**TASK GOAL:**
You are asked to filter the data below and copy every line holding "Property".

**SOURCE INFORMATION:**
----
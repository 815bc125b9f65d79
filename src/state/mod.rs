mod sse;

use std::sync::Arc;

use dashmap::DashMap;
use tokio::sync::{RwLock, watch};
use uuid::Uuid;

use crate::{
    auth::{ActorIdentity, Authenticator, state_machine::AuthStateMachine},
    config::AppConfig,
    dao::{models::SessionEntity, session_store::SessionStore},
    error::ServiceError,
};

pub use self::sse::{SseHub, SseState};

/// Shared handle to the application state.
pub type SharedState = Arc<AppState>;

/// Central application state holding the store slot, cached sessions, SSE
/// hubs, and the auth state machine.
pub struct AppState {
    config: AppConfig,
    session_store: RwLock<Option<Arc<dyn SessionStore>>>,
    authenticator: Option<Arc<dyn Authenticator>>,
    sessions: DashMap<String, SessionEntity>,
    sse: SseState,
    degraded: watch::Sender<bool>,
    auth: AuthStateMachine,
    service_identity: ActorIdentity,
}

impl AppState {
    /// Construct a new [`AppState`] wrapped in an [`Arc`] so it can be cloned cheaply.
    ///
    /// The application starts in degraded mode until a storage backend is installed.
    pub fn new(config: AppConfig, authenticator: Option<Arc<dyn Authenticator>>) -> SharedState {
        let (degraded_tx, _rx) = watch::channel(true);
        Arc::new(Self {
            config,
            session_store: RwLock::new(None),
            authenticator,
            sessions: DashMap::new(),
            sse: SseState::new(16, 16),
            degraded: degraded_tx,
            auth: AuthStateMachine::new(),
            service_identity: ActorIdentity {
                actor_id: Uuid::new_v4(),
            },
        })
    }

    /// Immutable runtime configuration.
    pub fn config(&self) -> &AppConfig {
        &self.config
    }

    /// Obtain a handle to the current session store, if one is installed.
    pub async fn session_store(&self) -> Option<Arc<dyn SessionStore>> {
        let guard = self.session_store.read().await;
        guard.as_ref().cloned()
    }

    /// Session store handle, or a degraded-mode error when none is installed.
    pub async fn require_session_store(&self) -> Result<Arc<dyn SessionStore>, ServiceError> {
        self.session_store().await.ok_or(ServiceError::Degraded)
    }

    /// Install a new session store implementation and leave degraded mode.
    pub async fn install_session_store(&self, store: Arc<dyn SessionStore>) {
        {
            let mut guard = self.session_store.write().await;
            *guard = Some(store);
        }
        self.update_degraded(false);
    }

    /// Remove the current session store and enter degraded mode.
    pub async fn clear_session_store(&self) {
        {
            let mut guard = self.session_store.write().await;
            guard.take();
        }
        self.update_degraded(true);
    }

    /// Current degraded flag.
    pub async fn is_degraded(&self) -> bool {
        let guard = self.session_store.read().await;
        guard.is_none()
    }

    /// Subscribe to degraded mode updates.
    pub fn degraded_watcher(&self) -> watch::Receiver<bool> {
        self.degraded.subscribe()
    }

    /// Update and broadcast the degraded flag when the value changes.
    pub fn update_degraded(&self, value: bool) {
        self.degraded.send_if_modified(|current| {
            if *current == value {
                false
            } else {
                *current = value;
                true
            }
        });
    }

    /// Authenticator collaborator, or an error when the environment never
    /// provided one.
    pub fn authenticator(&self) -> Result<Arc<dyn Authenticator>, ServiceError> {
        self.authenticator
            .as_ref()
            .cloned()
            .ok_or_else(|| ServiceError::AuthBackend("no authenticator configured".into()))
    }

    /// State machine tracking the backend's own credential standing.
    pub fn auth(&self) -> &AuthStateMachine {
        &self.auth
    }

    /// Identity used for the backend's own auth transitions.
    pub fn service_identity(&self) -> ActorIdentity {
        self.service_identity
    }

    /// SSE sub-state (system hub and per-session hubs).
    pub fn sse(&self) -> &SseState {
        &self.sse
    }

    /// Cached copy of a session, if one was reconciled before.
    pub fn cached_session(&self, code: &str) -> Option<SessionEntity> {
        self.sessions.get(code).map(|entry| entry.clone())
    }

    /// Replace the cached copy wholesale, returning the previous one.
    /// No field-by-field merging: a stale cache is dropped, never patched.
    pub fn replace_cached_session(&self, session: SessionEntity) -> Option<SessionEntity> {
        self.sessions.insert(session.code.clone(), session)
    }

    /// Drop a cached session (row deleted or never existed).
    pub fn drop_cached_session(&self, code: &str) -> Option<SessionEntity> {
        self.sessions.remove(code).map(|(_, session)| session)
    }
}
//! Full-viewport section pager.
//!
//! The page is a vertical stack of sections inside one container. The pager
//! moves the container so exactly one section fills the viewport. It is an
//! `Idle`/`Animating` machine over the section index:
//!
//! ```text
//!   Idle(i) ──go_to(t)──▶ Animating{t} ──AnimationComplete──▶ Idle(t)
//!     ▲                       │
//!     └── wheel/nav/swipe ────┘ dropped while animating
//! ```
//!
//! The index only changes when the container's tween reports completion, so
//! everything keyed on "current section" (nav highlight, reveals, carousel
//! gating) follows what the user actually sees.

use crate::app::actions::{Action, Channel, Property, Target, Ticket, Tween};
use crate::app::gesture::{GestureSample, GestureThresholds, TouchPoint};
use crate::app::modes::{Direction, Phase};
use crate::app::shared::{SectionCursor, SectionWatch};
use crate::domain::{Section, SectionTag};
use crate::ui::motion::PagerMotion;

/// Section the pager settled on after a completed transition.
#[derive(Debug, Clone, PartialEq, Eq)]
pub struct Arrival {
    pub index: usize,
    pub tag: Option<SectionTag>,
}

/// Section navigation state machine.
#[derive(Debug)]
pub struct Pager {
    tags: Vec<Option<SectionTag>>,
    cursor: SectionCursor,
    phase: Phase,
    viewport_height: f64,
    /// Set when the viewport was resized mid-transition.
    resnap_pending: bool,
    swipe: Option<GestureSample>,
    next_seq: u64,
    motion: PagerMotion,
    thresholds: GestureThresholds,
}

impl Pager {
    #[must_use]
    pub fn new(sections: &[Section], motion: PagerMotion, thresholds: GestureThresholds) -> Self {
        Self {
            tags: sections.iter().map(|s| s.tag.clone()).collect(),
            cursor: SectionCursor::new(),
            phase: Phase::Idle,
            viewport_height: 0.0,
            resnap_pending: false,
            swipe: None,
            next_seq: 0,
            motion,
            thresholds,
        }
    }

    #[must_use]
    pub fn section_count(&self) -> usize {
        self.tags.len()
    }

    #[must_use]
    pub fn current_index(&self) -> usize {
        self.cursor.get()
    }

    #[must_use]
    pub const fn is_animating(&self) -> bool {
        self.phase.is_animating()
    }

    #[must_use]
    pub fn is_on_home(&self) -> bool {
        self.cursor.get() == 0
    }

    #[must_use]
    pub const fn viewport_height(&self) -> f64 {
        self.viewport_height
    }

    /// Read-only handle for controllers that depend on the active section.
    #[must_use]
    pub fn watch(&self) -> SectionWatch {
        self.cursor.watch()
    }

    /// Records the viewport height without moving anything.
    pub fn set_viewport_height(&mut self, height: f64) {
        self.viewport_height = height.max(0.0);
    }

    /// Vertical container offset that shows section `index`.
    fn offset_for(&self, index: usize) -> f64 {
        // usize -> f64 is exact for any realistic section count
        #[allow(clippy::cast_precision_loss)]
        let index = index as f64;
        -index * self.viewport_height
    }

    /// Places the container on the current section with no animation.
    #[must_use]
    pub fn snap(&self) -> Action {
        Action::SetStyle {
            target: Target::PageContainer,
            props: vec![Property::TranslateY(self.offset_for(self.current_index()))],
        }
    }

    /// Nav highlight for the current section.
    #[must_use]
    pub fn highlight(&self) -> Action {
        Action::HighlightNav {
            active: self.current_index(),
            count: self.section_count(),
        }
    }

    /// Starts an animated move to section `target`.
    ///
    /// Silently ignored when `target` is out of range, a transition is in
    /// flight, or `target` is already the current section.
    pub fn go_to(&mut self, target: usize) -> Vec<Action> {
        if target >= self.section_count() {
            tracing::debug!(target, sections = self.section_count(), "go_to out of range, ignored");
            return vec![];
        }
        if self.phase.is_animating() {
            tracing::debug!(target, "go_to while transitioning, dropped");
            return vec![];
        }
        if target == self.current_index() {
            return vec![];
        }

        let ticket = Ticket {
            channel: Channel::Pager,
            seq: self.next_seq,
        };
        self.next_seq += 1;
        self.phase = Phase::Animating { target, ticket };

        tracing::debug!(from = self.current_index(), to = target, seq = ticket.seq, "page transition started");

        vec![Action::Animate(Tween {
            target: Target::PageContainer,
            to: vec![Property::TranslateY(self.offset_for(target))],
            duration_ms: self.motion.duration_ms,
            delay_ms: 0,
            easing: self.motion.easing.clone(),
            ticket: Some(ticket),
        })]
    }

    /// Moves one section in `direction`, if there is one.
    pub fn step(&mut self, direction: Direction) -> Vec<Action> {
        let target = match direction {
            Direction::Next => self.current_index().checked_add(1),
            Direction::Previous => self.current_index().checked_sub(1),
        };
        target.map_or_else(Vec::new, |t| self.go_to(t))
    }

    /// Wheel input: positive delta scrolls down a section, negative up.
    pub fn on_wheel(&mut self, delta_y: f64) -> Vec<Action> {
        if self.phase.is_animating() || delta_y == 0.0 || delta_y.is_nan() {
            return vec![];
        }
        let direction = if delta_y > 0.0 { Direction::Next } else { Direction::Previous };
        self.step(direction)
    }

    /// Records the start of a possible page swipe.
    pub fn on_touch_start(&mut self, point: TouchPoint) {
        self.swipe = Some(point.into());
    }

    /// Abandons the current swipe (e.g. a second finger landed).
    pub fn cancel_touch(&mut self) {
        self.swipe = None;
    }

    /// Classifies the finished touch and navigates on a page swipe.
    pub fn on_touch_end(&mut self, point: TouchPoint) -> Vec<Action> {
        let Some(sample) = self.swipe.take() else {
            return vec![];
        };
        let displacement = sample.displacement_to(point);

        match self.thresholds.page_swipe(displacement) {
            Some(direction) => {
                tracing::debug!(?direction, dy = displacement.dy, "page swipe");
                self.step(direction)
            }
            None => {
                tracing::trace!(dx = displacement.dx, dy = displacement.dy, elapsed = displacement.elapsed_ms, "touch is not a page swipe");
                vec![]
            }
        }
    }

    /// Viewport resize: keeps the index and re-snaps the container.
    ///
    /// Mid-transition the snap is deferred to completion so the running tween
    /// is not fought.
    pub fn on_resize(&mut self, height: f64) -> Vec<Action> {
        self.set_viewport_height(height);
        if self.phase.is_animating() {
            self.resnap_pending = true;
            return vec![];
        }
        vec![self.snap()]
    }

    /// Handles completion of a pager tween.
    ///
    /// Returns `None` for tickets that do not belong to the transition in
    /// flight, so each transition completes exactly once.
    pub fn complete(&mut self, ticket: Ticket) -> Option<(Arrival, Vec<Action>)> {
        let Phase::Animating { target, ticket: expected } = self.phase else {
            tracing::debug!(seq = ticket.seq, "pager completion with no transition in flight, ignored");
            return None;
        };
        if ticket != expected {
            tracing::debug!(seq = ticket.seq, expected = expected.seq, "stale pager completion, ignored");
            return None;
        }

        self.cursor.set(target);
        self.phase = Phase::Idle;
        tracing::debug!(index = target, "page transition complete");

        let mut actions = vec![self.highlight()];
        if std::mem::take(&mut self.resnap_pending) {
            actions.push(self.snap());
        }

        let arrival = Arrival {
            index: target,
            tag: self.tags.get(target).cloned().flatten(),
        };
        Some((arrival, actions))
    }
}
----
**TASK SOLUTION:**
use crate::app::actions::{Action, Channel, Property, Target, Ticket, Tween};
            props: vec![Property::TranslateY(self.offset_for(self.current_index()))],
            to: vec![Property::TranslateY(self.offset_for(target))],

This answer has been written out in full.